■ Work instructions
Scan the records below for the line containing "filename tests/language.rs" and the line containing "let result = natrix::interpret(&source, arg, &mut". Copy both, plus every line between, exactly.

■ Source records
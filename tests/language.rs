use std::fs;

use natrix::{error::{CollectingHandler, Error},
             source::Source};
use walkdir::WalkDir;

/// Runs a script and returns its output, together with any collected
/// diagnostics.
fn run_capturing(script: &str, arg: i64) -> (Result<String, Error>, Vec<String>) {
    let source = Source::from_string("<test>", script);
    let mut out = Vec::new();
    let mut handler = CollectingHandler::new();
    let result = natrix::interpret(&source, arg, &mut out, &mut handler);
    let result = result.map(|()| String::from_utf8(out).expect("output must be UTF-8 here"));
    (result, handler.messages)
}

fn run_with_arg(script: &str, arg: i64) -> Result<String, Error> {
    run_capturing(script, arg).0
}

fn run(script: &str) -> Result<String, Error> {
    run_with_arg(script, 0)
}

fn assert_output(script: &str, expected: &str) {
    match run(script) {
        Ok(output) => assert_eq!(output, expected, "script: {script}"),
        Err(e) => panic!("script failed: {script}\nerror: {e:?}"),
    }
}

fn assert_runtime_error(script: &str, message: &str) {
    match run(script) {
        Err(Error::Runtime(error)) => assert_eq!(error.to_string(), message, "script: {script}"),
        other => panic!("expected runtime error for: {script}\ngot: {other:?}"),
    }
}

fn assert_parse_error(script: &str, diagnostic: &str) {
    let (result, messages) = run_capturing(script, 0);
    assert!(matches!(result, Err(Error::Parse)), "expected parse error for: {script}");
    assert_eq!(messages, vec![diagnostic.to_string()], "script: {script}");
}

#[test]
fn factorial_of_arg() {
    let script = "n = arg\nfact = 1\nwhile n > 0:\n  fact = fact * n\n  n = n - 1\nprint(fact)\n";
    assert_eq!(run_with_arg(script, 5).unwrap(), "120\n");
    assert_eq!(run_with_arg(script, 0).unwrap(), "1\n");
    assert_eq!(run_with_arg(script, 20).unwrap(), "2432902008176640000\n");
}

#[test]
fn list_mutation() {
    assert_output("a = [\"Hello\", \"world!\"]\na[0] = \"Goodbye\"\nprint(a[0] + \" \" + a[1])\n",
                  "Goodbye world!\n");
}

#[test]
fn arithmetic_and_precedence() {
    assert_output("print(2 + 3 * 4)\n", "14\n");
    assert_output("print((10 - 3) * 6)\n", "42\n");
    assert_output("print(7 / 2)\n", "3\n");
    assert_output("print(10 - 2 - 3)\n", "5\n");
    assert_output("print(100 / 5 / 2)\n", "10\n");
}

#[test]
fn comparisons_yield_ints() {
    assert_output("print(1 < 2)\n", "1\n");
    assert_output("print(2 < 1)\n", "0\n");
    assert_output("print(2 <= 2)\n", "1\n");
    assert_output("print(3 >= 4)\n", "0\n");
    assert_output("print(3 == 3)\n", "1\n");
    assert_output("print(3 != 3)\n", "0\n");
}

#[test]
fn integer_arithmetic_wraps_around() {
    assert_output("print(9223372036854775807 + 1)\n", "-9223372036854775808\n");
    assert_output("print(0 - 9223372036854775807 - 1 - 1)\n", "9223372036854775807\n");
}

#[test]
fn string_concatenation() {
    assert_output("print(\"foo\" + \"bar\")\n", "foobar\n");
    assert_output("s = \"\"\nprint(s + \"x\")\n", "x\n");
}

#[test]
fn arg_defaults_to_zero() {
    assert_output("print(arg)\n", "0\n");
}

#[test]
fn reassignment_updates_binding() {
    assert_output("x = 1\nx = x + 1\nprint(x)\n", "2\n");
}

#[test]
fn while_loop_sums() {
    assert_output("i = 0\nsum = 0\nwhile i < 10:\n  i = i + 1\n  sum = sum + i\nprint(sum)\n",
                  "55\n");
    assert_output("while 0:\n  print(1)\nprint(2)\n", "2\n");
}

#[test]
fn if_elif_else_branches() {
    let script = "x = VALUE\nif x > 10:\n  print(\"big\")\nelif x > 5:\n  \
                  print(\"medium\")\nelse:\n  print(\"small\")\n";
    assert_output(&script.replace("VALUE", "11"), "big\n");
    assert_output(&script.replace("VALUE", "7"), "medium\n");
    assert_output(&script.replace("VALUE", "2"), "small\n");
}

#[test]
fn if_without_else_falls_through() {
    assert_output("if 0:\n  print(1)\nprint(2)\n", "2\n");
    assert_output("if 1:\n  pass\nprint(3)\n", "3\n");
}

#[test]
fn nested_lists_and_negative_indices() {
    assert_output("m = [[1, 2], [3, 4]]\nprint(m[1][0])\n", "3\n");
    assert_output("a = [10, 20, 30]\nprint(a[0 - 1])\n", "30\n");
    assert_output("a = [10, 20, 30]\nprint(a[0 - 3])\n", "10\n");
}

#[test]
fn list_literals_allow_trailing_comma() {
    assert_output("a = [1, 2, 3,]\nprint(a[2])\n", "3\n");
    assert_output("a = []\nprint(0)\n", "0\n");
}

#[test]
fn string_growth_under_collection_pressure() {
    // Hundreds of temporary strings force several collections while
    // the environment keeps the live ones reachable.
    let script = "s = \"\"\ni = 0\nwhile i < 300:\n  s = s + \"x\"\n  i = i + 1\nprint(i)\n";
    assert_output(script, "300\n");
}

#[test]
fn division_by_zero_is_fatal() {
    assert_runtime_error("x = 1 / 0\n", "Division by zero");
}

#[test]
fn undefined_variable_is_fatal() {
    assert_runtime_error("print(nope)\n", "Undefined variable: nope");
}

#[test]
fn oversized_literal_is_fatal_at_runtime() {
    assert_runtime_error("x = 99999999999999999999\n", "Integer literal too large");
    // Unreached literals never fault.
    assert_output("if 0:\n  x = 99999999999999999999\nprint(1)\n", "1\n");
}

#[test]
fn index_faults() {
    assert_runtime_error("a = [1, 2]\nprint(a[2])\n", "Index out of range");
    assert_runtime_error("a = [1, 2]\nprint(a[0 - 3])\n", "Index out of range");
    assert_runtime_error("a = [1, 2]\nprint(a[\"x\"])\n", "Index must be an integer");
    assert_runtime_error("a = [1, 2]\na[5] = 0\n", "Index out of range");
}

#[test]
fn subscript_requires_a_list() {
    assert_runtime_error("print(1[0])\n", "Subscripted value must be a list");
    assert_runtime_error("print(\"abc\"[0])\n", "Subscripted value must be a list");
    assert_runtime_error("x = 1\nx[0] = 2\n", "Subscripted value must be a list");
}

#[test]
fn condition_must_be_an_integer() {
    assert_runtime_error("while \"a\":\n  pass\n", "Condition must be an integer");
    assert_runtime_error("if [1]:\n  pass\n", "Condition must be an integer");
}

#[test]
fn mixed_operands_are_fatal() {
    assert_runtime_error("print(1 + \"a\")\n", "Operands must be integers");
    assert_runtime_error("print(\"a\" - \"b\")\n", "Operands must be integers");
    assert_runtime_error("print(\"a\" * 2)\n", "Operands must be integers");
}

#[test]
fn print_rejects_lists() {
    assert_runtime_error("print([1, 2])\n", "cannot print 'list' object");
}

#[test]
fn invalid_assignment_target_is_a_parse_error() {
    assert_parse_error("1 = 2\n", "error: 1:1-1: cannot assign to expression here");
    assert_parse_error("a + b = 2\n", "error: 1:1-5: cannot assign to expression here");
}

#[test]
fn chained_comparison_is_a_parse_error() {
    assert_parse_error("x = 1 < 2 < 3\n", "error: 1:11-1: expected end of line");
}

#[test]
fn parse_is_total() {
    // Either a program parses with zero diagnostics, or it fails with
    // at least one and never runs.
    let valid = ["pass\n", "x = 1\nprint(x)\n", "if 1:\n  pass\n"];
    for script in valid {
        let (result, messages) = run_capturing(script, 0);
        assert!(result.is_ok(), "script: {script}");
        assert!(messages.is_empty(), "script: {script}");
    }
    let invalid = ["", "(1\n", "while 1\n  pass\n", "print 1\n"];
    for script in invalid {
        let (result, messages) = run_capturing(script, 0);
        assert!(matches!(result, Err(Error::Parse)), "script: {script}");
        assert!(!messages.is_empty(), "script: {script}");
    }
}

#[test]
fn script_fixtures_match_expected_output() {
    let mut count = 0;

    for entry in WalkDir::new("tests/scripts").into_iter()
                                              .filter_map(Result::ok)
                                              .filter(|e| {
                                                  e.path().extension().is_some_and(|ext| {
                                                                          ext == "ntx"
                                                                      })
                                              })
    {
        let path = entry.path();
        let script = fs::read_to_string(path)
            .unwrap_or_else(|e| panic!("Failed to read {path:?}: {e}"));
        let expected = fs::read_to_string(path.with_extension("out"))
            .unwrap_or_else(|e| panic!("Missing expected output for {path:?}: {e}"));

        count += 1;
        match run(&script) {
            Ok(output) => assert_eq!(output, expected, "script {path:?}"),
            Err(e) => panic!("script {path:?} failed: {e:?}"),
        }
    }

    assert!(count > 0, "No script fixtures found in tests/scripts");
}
* * *
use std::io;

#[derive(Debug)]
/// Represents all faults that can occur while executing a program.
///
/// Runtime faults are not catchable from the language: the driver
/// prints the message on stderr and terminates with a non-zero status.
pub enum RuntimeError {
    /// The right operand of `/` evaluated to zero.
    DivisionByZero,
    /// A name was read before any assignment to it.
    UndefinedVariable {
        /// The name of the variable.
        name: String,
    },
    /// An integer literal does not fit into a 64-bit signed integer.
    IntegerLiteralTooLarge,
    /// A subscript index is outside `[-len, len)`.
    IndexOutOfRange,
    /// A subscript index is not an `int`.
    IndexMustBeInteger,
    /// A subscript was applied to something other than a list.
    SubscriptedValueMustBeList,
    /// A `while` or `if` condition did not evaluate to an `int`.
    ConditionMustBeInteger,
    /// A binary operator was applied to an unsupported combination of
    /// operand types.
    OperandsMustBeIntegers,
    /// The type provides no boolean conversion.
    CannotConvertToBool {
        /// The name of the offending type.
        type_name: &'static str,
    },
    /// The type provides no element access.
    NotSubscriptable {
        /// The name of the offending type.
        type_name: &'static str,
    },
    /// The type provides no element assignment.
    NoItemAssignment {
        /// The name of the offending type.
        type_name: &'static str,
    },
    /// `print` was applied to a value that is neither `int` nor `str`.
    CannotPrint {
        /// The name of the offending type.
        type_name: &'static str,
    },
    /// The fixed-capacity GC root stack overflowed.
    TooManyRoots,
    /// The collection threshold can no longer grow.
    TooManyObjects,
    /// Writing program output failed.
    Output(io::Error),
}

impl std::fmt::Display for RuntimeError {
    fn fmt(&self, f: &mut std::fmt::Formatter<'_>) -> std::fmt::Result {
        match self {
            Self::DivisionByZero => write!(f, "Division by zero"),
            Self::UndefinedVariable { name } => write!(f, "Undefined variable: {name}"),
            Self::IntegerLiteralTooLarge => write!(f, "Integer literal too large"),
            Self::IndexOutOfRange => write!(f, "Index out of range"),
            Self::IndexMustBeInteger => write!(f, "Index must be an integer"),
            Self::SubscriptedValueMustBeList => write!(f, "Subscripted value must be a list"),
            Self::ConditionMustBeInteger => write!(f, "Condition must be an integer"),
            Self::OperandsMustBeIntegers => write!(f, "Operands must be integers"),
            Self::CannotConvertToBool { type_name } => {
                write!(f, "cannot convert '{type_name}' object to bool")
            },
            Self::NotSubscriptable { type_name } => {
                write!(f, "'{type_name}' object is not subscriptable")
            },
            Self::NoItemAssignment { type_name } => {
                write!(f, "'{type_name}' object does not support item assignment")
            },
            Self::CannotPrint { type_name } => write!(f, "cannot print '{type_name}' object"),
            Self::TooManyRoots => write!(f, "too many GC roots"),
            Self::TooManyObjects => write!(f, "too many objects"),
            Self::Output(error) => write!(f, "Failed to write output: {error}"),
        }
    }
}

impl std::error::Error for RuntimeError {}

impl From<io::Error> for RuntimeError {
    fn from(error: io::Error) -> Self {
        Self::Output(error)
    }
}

■ Solution to the problem
filename tests/language.rs
use std::fs;

use natrix::{error::{CollectingHandler, Error},
             source::Source};
use walkdir::WalkDir;

/// Runs a script and returns its output, together with any collected
/// diagnostics.
fn run_capturing(script: &str, arg: i64) -> (Result<String, Error>, Vec<String>) {
    let source = Source::from_string("<test>", script);
    let mut out = Vec::new();
    let mut handler = CollectingHandler::new();
    let result = natrix::interpret(&source, arg, &mut out, &mut handler);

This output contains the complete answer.